Instructions for the task. Each record is to be written out exactly as it appears.

Stored items from a collection

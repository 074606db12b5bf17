use std::sync::atomic::{AtomicU64, Ordering};
use std::time::Duration;

use async_trait::async_trait;
use rand::Rng;
use tracing::warn;

use skillroom_core::assist::AiTurn;

use crate::error::AssistError;
use crate::provider::AnswerProvider;

/// Retry behaviour for [`RetryingProvider`].
#[derive(Clone, Debug)]
pub struct RetryConfig {
    pub max_retries: u32,
    pub base_delay: Duration,
    pub max_delay: Duration,
    pub jitter_factor: f64,
}

impl Default for RetryConfig {
    fn default() -> Self {
        Self {
            max_retries: 2,
            base_delay: Duration::from_millis(500),
            max_delay: Duration::from_secs(8),
            jitter_factor: 0.2,
        }
    }
}

/// Wraps an [`AnswerProvider`] with retry on retryable errors.
///
/// - exponential backoff with jitter between attempts
/// - a server-supplied `Retry-After` wins over the computed delay
/// - fatal errors are returned immediately
pub struct RetryingProvider<P> {
    inner: P,
    config: RetryConfig,
    total_retries: AtomicU64,
}

impl<P: AnswerProvider> RetryingProvider<P> {
    pub fn new(inner: P, config: RetryConfig) -> Self {
        Self {
            inner,
            config,
            total_retries: AtomicU64::new(0),
        }
    }

    pub fn total_retries(&self) -> u64 {
        self.total_retries.load(Ordering::Relaxed)
    }

    fn retry_delay(&self, attempt: u32, suggested: Option<Duration>) -> Duration {
        if let Some(delay) = suggested {
            return delay.min(self.config.max_delay);
        }

        let base_ms = self.config.base_delay.as_millis() as f64;
        let exp = base_ms * 2f64.powi(i32::try_from(attempt).unwrap_or(i32::MAX));
        let capped = exp.min(self.config.max_delay.as_millis() as f64);

        let spread = capped * self.config.jitter_factor;
        let jitter = if spread > 0.0 {
            rand::thread_rng().gen_range(-spread..=spread)
        } else {
            0.0
        };
        Duration::from_millis((capped + jitter).max(0.0) as u64)
    }
}

#[async_trait]
impl<P: AnswerProvider> AnswerProvider for RetryingProvider<P> {
    fn name(&self) -> &str {
        self.inner.name()
    }

    fn model(&self) -> &str {
        self.inner.model()
    }

    async fn answer(&self, history: &[AiTurn], question: &str) -> Result<String, AssistError> {
        let mut attempt = 0;
        loop {
            match self.inner.answer(history, question).await {
                Ok(answer) => return Ok(answer),
                Err(e) if !e.is_retryable() || attempt >= self.config.max_retries => return Err(e),
                Err(e) => {
                    let delay = self.retry_delay(attempt, e.suggested_delay());
                    let _ = self.total_retries.fetch_add(1, Ordering::Relaxed);
                    warn!(
                        attempt = attempt + 1,
                        max_retries = self.config.max_retries,
                        delay_ms = delay.as_millis() as u64,
                        error_kind = e.error_kind(),
                        error = %e,
                        "retrying answer request"
                    );
                    tokio::time::sleep(delay).await;
                    attempt += 1;
                }
            }
        }
    }
}
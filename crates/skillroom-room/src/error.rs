//! Error types for the room tools.

use std::time::Duration;

use skillroom_core::{PeerId, ProtocolError};

/// Messaging-channel failures.
#[derive(Debug, thiserror::Error)]
pub enum TransportError {
    #[error("connect failed: {0}")]
    Connect(String),
    #[error("channel closed")]
    Closed,
    #[error(transparent)]
    Protocol(#[from] ProtocolError),
}

/// Local capture failures. All of them leave the room usable without media.
#[derive(Debug, Clone, PartialEq, Eq, thiserror::Error)]
pub enum MediaError {
    #[error("camera or microphone permission denied")]
    PermissionDenied,
    #[error("no camera or microphone found")]
    NoDevice,
    #[error("capture failed: {0}")]
    Capture(String),
}

/// Peer-to-peer media network failures.
#[derive(Debug, Clone, PartialEq, Eq, thiserror::Error)]
pub enum PeerError {
    #[error("peer id {0} is already in use")]
    IdTaken(PeerId),
    #[error("peer {0} is not reachable")]
    Unreachable(PeerId),
    #[error("peer network unavailable: {0}")]
    Unavailable(String),
}

/// Why a code run ended without output.
#[derive(Debug, Clone, PartialEq, Eq, thiserror::Error)]
pub enum RunError {
    /// The program itself raised an error; the message is shown as-is.
    #[error("{0}")]
    Thrown(String),
    #[error("execution timed out after {0:?}")]
    Timeout(Duration),
    #[error("cancelled")]
    Cancelled,
    #[error("runner crashed: {0}")]
    Crashed(String),
}

/// AI endpoint failures. Every variant resolves to the apology turn.
#[derive(Debug, Clone, thiserror::Error)]
pub enum AskError {
    #[error("endpoint returned {status}: {message}")]
    Http { status: u16, message: String },
    #[error("network error: {0}")]
    Network(String),
    #[error("malformed answer: {0}")]
    Decode(String),
    #[error("no answer within {0:?}")]
    Timeout(Duration),
    #[error("cancelled")]
    Cancelled,
}

impl From<reqwest::Error> for AskError {
    fn from(e: reqwest::Error) -> Self {
        if e.is_decode() {
            Self::Decode(e.to_string())
        } else {
            Self::Network(e.to_string())
        }
    }
}

/// Why a question was not sent.
#[derive(Debug, Clone, Copy, PartialEq, Eq, thiserror::Error)]
pub enum AskRejected {
    #[error("question is empty")]
    Empty,
    #[error("still waiting for the previous answer")]
    Busy,
}

#[derive(Debug, thiserror::Error)]
pub enum ChatError {
    #[error("file of {size} bytes exceeds the {limit} byte limit")]
    FileTooLarge { size: usize, limit: usize },
    #[error("file name is empty")]
    EmptyFileName,
}

/// Top-level error for session operations.
#[derive(Debug, thiserror::Error)]
pub enum RoomError {
    #[error("not connected to a session")]
    NotConnected,
    #[error(transparent)]
    Transport(#[from] TransportError),
    #[error(transparent)]
    Chat(#[from] ChatError),
    #[error("io error: {0}")]
    Io(#[from] std::io::Error),
}

#[cfg(test)]
mod tests {
    use super::*;

    #[test]
    fn thrown_error_displays_bare_message() {
        assert_eq!(RunError::Thrown("boom".into()).to_string(), "boom");
        assert_eq!(RunError::Cancelled.to_string(), "cancelled");
    }

    #[test]
    fn protocol_errors_convert_to_transport() {
        let err: TransportError = ProtocolError::InvalidMessage("x".into()).into();
        assert!(matches!(err, TransportError::Protocol(_)));
    }

    #[test]
    fn file_too_large_message() {
        let err = ChatError::FileTooLarge { size: 10, limit: 4 };
        assert_eq!(err.to_string(), "file of 10 bytes exceeds the 4 byte limit");
    }
}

Solution.
repository 074606db12b5bf17
use std::sync::atomic::{AtomicU64, Ordering};
use std::time::Duration;

use async_trait::async_trait;
use rand::Rng;
use tracing::warn;

use skillroom_core::assist::AiTurn;

use crate::error::AssistError;
use crate::provider::AnswerProvider;

/// Retry behaviour for [`RetryingProvider`].
#[derive(Clone, Debug)]
pub struct RetryConfig {
    pub max_retries: u32,
    pub base_delay: Duration,
    pub max_delay: Duration,
    pub jitter_factor: f64,
}

impl Default for RetryConfig {
    fn default() -> Self {
        Self {
            max_retries: 2,
            base_delay: Duration::from_millis(500),
            max_delay: Duration::from_secs(8),
            jitter_factor: 0.2,
        }
    }
}

/// Wraps an [`AnswerProvider`] with retry on retryable errors.
///
/// - exponential backoff with jitter between attempts
/// - a server-supplied `Retry-After` wins over the computed delay
/// - fatal errors are returned immediately
pub struct RetryingProvider<P> {
    inner: P,
    config: RetryConfig,
    total_retries: AtomicU64,
}

impl<P: AnswerProvider> RetryingProvider<P> {
    pub fn new(inner: P, config: RetryConfig) -> Self {
        Self {
            inner,
            config,
            total_retries: AtomicU64::new(0),
        }
    }

    pub fn total_retries(&self) -> u64 {
        self.total_retries.load(Ordering::Relaxed)
    }

    fn retry_delay(&self, attempt: u32, suggested: Option<Duration>) -> Duration {
        if let Some(delay) = suggested {
            return delay.min(self.config.max_delay);
        }

        let base_ms = self.config.base_delay.as_millis() as f64;
        let exp = base_ms * 2f64.powi(i32::try_from(attempt).unwrap_or(i32::MAX));
        let capped = exp.min(self.config.max_delay.as_millis() as f64);

        let spread = capped * self.config.jitter_factor;
        let jitter = if spread > 0.0 {
            rand::thread_rng().gen_range(-spread..=spread)
        } else {
            0.0
        };
        Duration::from_millis((capped + jitter).max(0.0) as u64)
    }
}

#[async_trait]
impl<P: AnswerProvider> AnswerProvider for RetryingProvider<P> {
    fn name(&self) -> &str {
        self.inner.name()
    }

    fn model(&self) -> &str {
        self.inner.model()
    }

    async fn answer(&self, history: &[AiTurn], question: &str) -> Result<String, AssistError> {
        let mut attempt = 0;
        loop {
            match self.inner.answer(history, question).await {
                Ok(answer) => return Ok(answer),
                Err(e) if !e.is_retryable() || attempt >= self.config.max_retries => return Err(e),
                Err(e) => {
                    let delay = self.retry_delay(attempt, e.suggested_delay());
                    let _ = self.total_retries.fetch_add(1, Ordering::Relaxed);
                    warn!(
                        attempt = attempt + 1,
                        max_retries = self.config.max_retries,
                        delay_ms = delay.as_millis() as u64,
                        error_kind = e.error_kind(),
                        error = %e,
                        "retrying answer request"
                    );
                    tokio::time::sleep(delay).await;
                    attempt += 1;
                }
            }
        }
    }
}
filename crates/skillroom-room/src/error.rs
//! Error types for the room tools.

use std::time::Duration;

use skillroom_core::{PeerId, ProtocolError};

/// Messaging-channel failures.
#[derive(Debug, thiserror::Error)]
pub enum TransportError {
    #[error("connect failed: {0}")]
    Connect(String),
    #[error("channel closed")]
    Closed,
    #[error(transparent)]
    Protocol(#[from] ProtocolError),
}

/// Local capture failures. All of them leave the room usable without media.
#[derive(Debug, Clone, PartialEq, Eq, thiserror::Error)]
pub enum MediaError {
    #[error("camera or microphone permission denied")]
    PermissionDenied,
    #[error("no camera or microphone found")]
    NoDevice,
    #[error("capture failed: {0}")]
    Capture(String),
}

/// Peer-to-peer media network failures.
#[derive(Debug, Clone, PartialEq, Eq, thiserror::Error)]
pub enum PeerError {
    #[error("peer id {0} is already in use")]
    IdTaken(PeerId),
    #[error("peer {0} is not reachable")]
    Unreachable(PeerId),
    #[error("peer network unavailable: {0}")]
    Unavailable(String),
}

/// Why a code run ended without output.
#[derive(Debug, Clone, PartialEq, Eq, thiserror::Error)]
pub enum RunError {
    /// The program itself raised an error; the message is shown as-is.
    #[error("{0}")]
    Thrown(String),
    #[error("execution timed out after {0:?}")]
    Timeout(Duration),
    #[error("cancelled")]
    Cancelled,
    #[error("runner crashed: {0}")]
    Crashed(String),
}

/// AI endpoint failures. Every variant resolves to the apology turn.
#[derive(Debug, Clone, thiserror::Error)]
pub enum AskError {
    #[error("endpoint returned {status}: {message}")]
    Http { status: u16, message: String },
    #[error("network error: {0}")]
    Network(String),
    #[error("malformed answer: {0}")]
    Decode(String),
    #[error("no answer within {0:?}")]
    Timeout(Duration),
    #[error("cancelled")]
    Cancelled,
}

impl From<reqwest::Error> for AskError {
    fn from(e: reqwest::Error) -> Self {
        if e.is_decode() {
            Self::Decode(e.to_string())
        } else {
            Self::Network(e.to_string())
        }
    }
}

/// Why a question was not sent.
#[derive(Debug, Clone, Copy, PartialEq, Eq, thiserror::Error)]
pub enum AskRejected {
    #[error("question is empty")]
    Empty,
    #[error("still waiting for the previous answer")]
    Busy,
}

#[derive(Debug, thiserror::Error)]
pub enum ChatError {
    #[error("file of {size} bytes exceeds the {limit} byte limit")]
    FileTooLarge { size: usize, limit: usize },
    #[error("file name is empty")]
    EmptyFileName,
}

/// Top-level error for session operations.
#[derive(Debug, thiserror::Error)]
pub enum RoomError {
    #[error("not connected to a session")]
    NotConnected,
    #[error(transparent)]
    Transport(#[from] TransportError),
    #[error(transparent)]
    Chat(#[from] ChatError),
    #[error("io error: {0}")]
    Io(#[from] std::io::Error),
}

#[cfg(test)]
mod tests {
    use super::*;

    #[test]
    fn thrown_error_displays_bare_message() {
        assert_eq!(RunError::Thrown("boom".into()).to_string(), "boom");
        assert_eq!(RunError::Cancelled.to_string(), "cancelled");
    }

    #[test]
    fn protocol_errors_convert_to_transport() {
        let err: TransportError = ProtocolError::InvalidMessage("x".into()).into();
        assert!(matches!(err, TransportError::Protocol(_)));
    }

    #[test]
    fn file_too_large_message() {
        let err = ChatError::FileTooLarge { size: 10, limit: 4 };
        assert_eq!(err.to_string(), "file of 10 bytes exceeds the 4 byte limit");
    }
}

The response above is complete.